[Task instructions] Reproduce the lines of the listing exactly, beginning at the top, until the line with "pub fn is_complete(&self)" has been reproduced too.

[Task data]
use std::fmt;

/// One flattened record from the API: the object found under an item wrapper.
pub type ItemRecord = serde_json::Map<String, serde_json::Value>;

/// 1-based page number as sent in `pageNo`.
pub type PageNo = u32;

#[derive(Debug, Clone, PartialEq, Eq)]
pub enum CollectEvent {
    Discovered {
        total_count: u64,
        num_of_rows: u64,
        total_pages: PageNo,
    },
    PageFetched {
        page: PageNo,
        total_pages: PageNo,
        items: usize,
    },
    RetryScheduled {
        page: PageNo,
        attempt: u32,
        max_retries: u32,
        error: FetchError,
    },
    PageAbandoned {
        page: PageNo,
        attempts: u32,
        error: FetchError,
    },
}

/// How the page loop ended.
#[derive(Debug, Clone, PartialEq, Eq)]
pub enum Completion {
    Complete,
    /// `page` ran out of attempts; later pages were not requested.
    Exhausted {
        page: PageNo,
        attempts: u32,
        last_error: FetchError,
    },
}

impl Completion {
    pub fn is_complete(&self) -> bool {
        matches!(self, Completion::Complete)
    }
}

#[derive(Debug, Clone, PartialEq)]
pub struct FetchOutcome {
    pub items: Vec<ItemRecord>,
    pub total_count: u64,
    pub total_pages: PageNo,
    pub requests: u32,
    pub completion: Completion,
}

#[derive(Debug, Clone, PartialEq, Eq, thiserror::Error)]
#[error("{kind}: {message}")]
pub struct FetchError {
    pub kind: FailureKind,
    pub message: String,
}

impl FetchError {
    pub(crate) fn new(kind: FailureKind, message: impl Into<String>) -> Self {
        Self {
            kind,
            message: message.into(),
        }
    }

    /// Whether a per-page fetch that failed this way may be attempted again.
    ///
    /// Transport, application and decode failures all qualify. A malformed
    /// endpoint address never recovers.
    pub fn is_retryable(&self) -> bool {
        match self.kind {
            FailureKind::Network
            | FailureKind::Timeout
            | FailureKind::HttpStatus(_)
            | FailureKind::TooLarge { .. }
            | FailureKind::Api { .. }
            | FailureKind::Decode => true,
            FailureKind::InvalidUrl => false,
        }
    }
}

#[derive(Debug, Clone, PartialEq, Eq)]
pub enum FailureKind {
    InvalidUrl,
    Network,
    Timeout,
    HttpStatus(u16),
    TooLarge { max_bytes: u64, actual: Option<u64> },
    /// The envelope decoded but carried a non-success result code.
    Api { code: String },
    Decode,
}

impl fmt::Display for FailureKind {
    fn fmt(&self, f: &mut fmt::Formatter<'_>) -> fmt::Result {
        match self {
            FailureKind::InvalidUrl => write!(f, "invalid url"),
            FailureKind::Network => write!(f, "network error"),
            FailureKind::Timeout => write!(f, "timeout"),
            FailureKind::HttpStatus(code) => write!(f, "http status {code}"),
            FailureKind::TooLarge { max_bytes, actual } => {
                write!(f, "response too large (max {max_bytes}, actual {actual:?})")
            }
            FailureKind::Api { code } => write!(f, "api result code {code}"),
            FailureKind::Decode => write!(f, "malformed response body"),
        }
    }
}

#[derive(Debug, thiserror::Error)]
pub enum CollectError {
    /// The discovery probe failed; nothing was collected.
    #[error("discovery request failed: {0}")]
    Discovery(FetchError),
    #[error("export failed: {0}")]
    Export(#[from] crate::export::ExportError),
    #[error("failed to start async runtime: {0}")]
    Runtime(std::io::Error),
}
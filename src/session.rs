//! Session record and lifecycle phases.
//!
//! DESIGN
//! ======
//! `Session` is replaced wholesale on every reconciliation, never field-wise
//! mutated. Its fields are private so the "email only when authenticated"
//! invariant is enforced by the constructors rather than by every caller.

use serde::{Deserialize, Serialize};

use crate::provider::UserDescriptor;

/// The locally reconciled record of whether a user is authenticated.
///
/// Invariant: `identity` is set iff a user is signed in; when it is absent,
/// `email` is absent too.
#[derive(Debug, Clone, Default, PartialEq, Eq, Serialize, Deserialize)]
pub struct Session {
    identity: Option<String>,
    email: Option<String>,
}

impl Session {
    /// The signed-out session. Also the construction-time initial value.
    #[must_use]
    pub fn anonymous() -> Self {
        Self::default()
    }

    /// A signed-in session for the given opaque identity.
    #[must_use]
    pub fn authenticated(identity: impl Into<String>, email: Option<String>) -> Self {
        Self { identity: Some(identity.into()), email }
    }

    /// Build a signed-in session from a provider notification payload.
    #[must_use]
    pub fn from_descriptor(descriptor: &UserDescriptor) -> Self {
        Self::authenticated(descriptor.id.clone(), descriptor.email.clone())
    }

    /// Opaque identity of the signed-in user, if any.
    #[must_use]
    pub fn identity(&self) -> Option<&str> {
        self.identity.as_deref()
    }

    /// Email of the signed-in user, when known.
    #[must_use]
    pub fn email(&self) -> Option<&str> {
        self.email.as_deref()
    }

    #[must_use]
    pub fn is_authenticated(&self) -> bool {
        self.identity.is_some()
    }
}

/// Where the session is in its lifecycle.
///
/// `Unknown` covers the window between manager construction and the first
/// provider reconciliation; session contents must not be trusted until the
/// phase leaves `Unknown`.
#[derive(Debug, Clone, Copy, PartialEq, Eq)]
pub enum SessionPhase {
    /// Pre-ready: no reconciliation has happened yet.
    Unknown,
    /// Ready, no user signed in.
    Anonymous,
    /// Ready, a user is signed in.
    Authenticated,
}

#[cfg(test)]
#[path = "session_test.rs"]
mod tests;
//! Remote mirror commands.
//!
//! Queued local changes are debounced for a few seconds so rapid edits
//! coalesce; `push` waits the window out instead of skipping ops.

use clap::Subcommand;
use evergreen_core::sync::{self, SyncStatus};
use evergreen_core::{RemoteLedgerClient, SyncQueue};

#[derive(Subcommand)]
pub enum SyncAction {
    /// Show the pending upload queue
    Status,
    /// Upload queued local changes to the remote mirror
    Push {
        /// Remote base URL, e.g. https://api.example.com/v1
        #[arg(long)]
        base_url: String,
        /// Bearer token for the remote
        #[arg(long)]
        token: Option<String>,
    },
    /// Download the remote session set into the local store
    Pull {
        /// Remote base URL
        #[arg(long)]
        base_url: String,
        /// Bearer token for the remote
        #[arg(long)]
        token: Option<String>,
    },
}

pub fn run(action: SyncAction) -> Result<(), Box<dyn std::error::Error>> {
    match action {
        SyncAction::Status => {
            let mut queue = SyncQueue::new();
            queue.load()?;
            println!("{}", serde_json::to_string_pretty(&SyncStatus::of(&queue))?);
        }
        SyncAction::Push { base_url, token } => {
            let (_store, _auth, profile) = super::open_session()?;
            if profile.is_none() {
                return Err(super::NOT_SIGNED_IN.into());
            }
            let mut queue = SyncQueue::new();
            queue.load()?;
            if queue.is_empty() {
                println!("Nothing to push.");
                return Ok(());
            }
            let client = build_client(&base_url, token)?;

            // Wait out the debounce window so every queued op drains
            if let Some(wait) = queue.time_until_next_batch() {
                std::thread::sleep(wait.to_std().unwrap_or_default());
            }
            let runtime = tokio::runtime::Runtime::new()?;
            let pushed = runtime.block_on(sync::flush(&mut queue, &client));
            queue.persist()?;
            println!("Pushed {} change(s).", pushed?);
        }
        SyncAction::Pull { base_url, token } => {
            let (store, _auth, profile) = super::open_session()?;
            let profile = profile.ok_or(super::NOT_SIGNED_IN)?;
            let client = build_client(&base_url, token)?;
            let runtime = tokio::runtime::Runtime::new()?;
            let pulled = runtime.block_on(sync::pull(&client, store.as_ref(), &profile.id))?;
            println!("Pulled {pulled} session(s).");
        }
    }
    Ok(())
}

fn build_client(
    base_url: &str,
    token: Option<String>,
) -> Result<RemoteLedgerClient, Box<dyn std::error::Error>> {
    let client = RemoteLedgerClient::new(base_url)?;
    Ok(match token {
        Some(token) => client.with_bearer(token),
        None => client,
    })
}
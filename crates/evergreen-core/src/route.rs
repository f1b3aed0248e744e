//! Startup and navigation routing rules.
//!
//! A pure resolver that decides, from auth and onboarding state, which
//! screen the user should be on. Priority order:
//!
//! 1. While auth or onboarding state is still loading, hold on splash.
//! 2. A user who has not completed onboarding goes to onboarding.
//! 3. A signed-out user on a protected screen goes to login.
//! 4. A signed-in user on a public screen goes to the dashboard.
//!
//! Anything else stays put.

use serde::{Deserialize, Serialize};

use crate::auth::UserProfile;

/// A value that may still be loading from disk or the keyring.
#[derive(Debug, Clone, Copy, PartialEq, Eq)]
pub enum LoadState<T> {
    Loading,
    Ready(T),
}

impl<T> LoadState<T> {
    pub fn is_loading(&self) -> bool {
        matches!(self, LoadState::Loading)
    }
}

/// Top-level screens the router can land on.
#[derive(Debug, Clone, Copy, PartialEq, Eq, Serialize, Deserialize)]
#[serde(rename_all = "lowercase")]
pub enum Screen {
    Splash,
    Onboarding,
    Login,
    Dashboard,
}

impl Screen {
    pub fn as_str(&self) -> &'static str {
        match self {
            Screen::Splash => "splash",
            Screen::Onboarding => "onboarding",
            Screen::Login => "login",
            Screen::Dashboard => "dashboard",
        }
    }

    /// Screens that require a signed-in user.
    fn is_protected(&self) -> bool {
        matches!(self, Screen::Dashboard)
    }
}

/// Decide whether the user at `at` should be redirected.
///
/// Returns `Some(target)` when a redirect is required, `None` to stay.
pub fn resolve(
    auth: LoadState<Option<&UserProfile>>,
    onboarding: LoadState<bool>,
    at: Screen,
) -> Option<Screen> {
    let (LoadState::Ready(user), LoadState::Ready(has_onboarded)) = (auth, onboarding) else {
        return (at != Screen::Splash).then_some(Screen::Splash);
    };

    // Onboarding outranks everything else.
    if !has_onboarded {
        return (at != Screen::Onboarding).then_some(Screen::Onboarding);
    }

    match user {
        None if at.is_protected() => Some(Screen::Login),
        Some(_) if !at.is_protected() => Some(Screen::Dashboard),
        _ => None,
    }
}
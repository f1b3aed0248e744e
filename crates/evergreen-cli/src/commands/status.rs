//! Combined app state, the CLI counterpart of the dashboard header.

use evergreen_core::route::{self, LoadState};
use evergreen_core::{Preferences, Screen, SyncQueue, Theme, UserProfile};
use serde::Serialize;

#[derive(Serialize)]
struct StatusReport {
    /// Screen the app would land on right now.
    route: Screen,
    user: Option<UserProfile>,
    has_onboarded: bool,
    theme: Theme,
    streak: u32,
    pending_sync: usize,
}

pub fn run() -> Result<(), Box<dyn std::error::Error>> {
    let (store, _auth, profile) = super::open_session()?;
    let prefs = Preferences::load_or_default();

    let route = route::resolve(
        LoadState::Ready(profile.as_ref()),
        LoadState::Ready(prefs.has_onboarded),
        Screen::Dashboard,
    )
    .unwrap_or(Screen::Dashboard);

    let streak = match &profile {
        Some(user) => super::bound_ledger(&store, user)?.streak_length(),
        None => 0,
    };

    let mut queue = SyncQueue::new();
    let _ = queue.load();

    let report = StatusReport {
        route,
        user: profile,
        has_onboarded: prefs.has_onboarded,
        theme: prefs.theme,
        streak,
        pending_sync: queue.len(),
    };
    println!("{}", serde_json::to_string_pretty(&report)?);
    Ok(())
}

[Answer area]
use std::fmt;

/// One flattened record from the API: the object found under an item wrapper.
pub type ItemRecord = serde_json::Map<String, serde_json::Value>;

/// 1-based page number as sent in `pageNo`.
pub type PageNo = u32;

#[derive(Debug, Clone, PartialEq, Eq)]
pub enum CollectEvent {
    Discovered {
        total_count: u64,
        num_of_rows: u64,
        total_pages: PageNo,
    },
    PageFetched {
        page: PageNo,
        total_pages: PageNo,
        items: usize,
    },
    RetryScheduled {
        page: PageNo,
        attempt: u32,
        max_retries: u32,
        error: FetchError,
    },
    PageAbandoned {
        page: PageNo,
        attempts: u32,
        error: FetchError,
    },
}

/// How the page loop ended.
#[derive(Debug, Clone, PartialEq, Eq)]
pub enum Completion {
    Complete,
    /// `page` ran out of attempts; later pages were not requested.
    Exhausted {
        page: PageNo,
        attempts: u32,
        last_error: FetchError,
    },
}

impl Completion {
    pub fn is_complete(&self) -> bool {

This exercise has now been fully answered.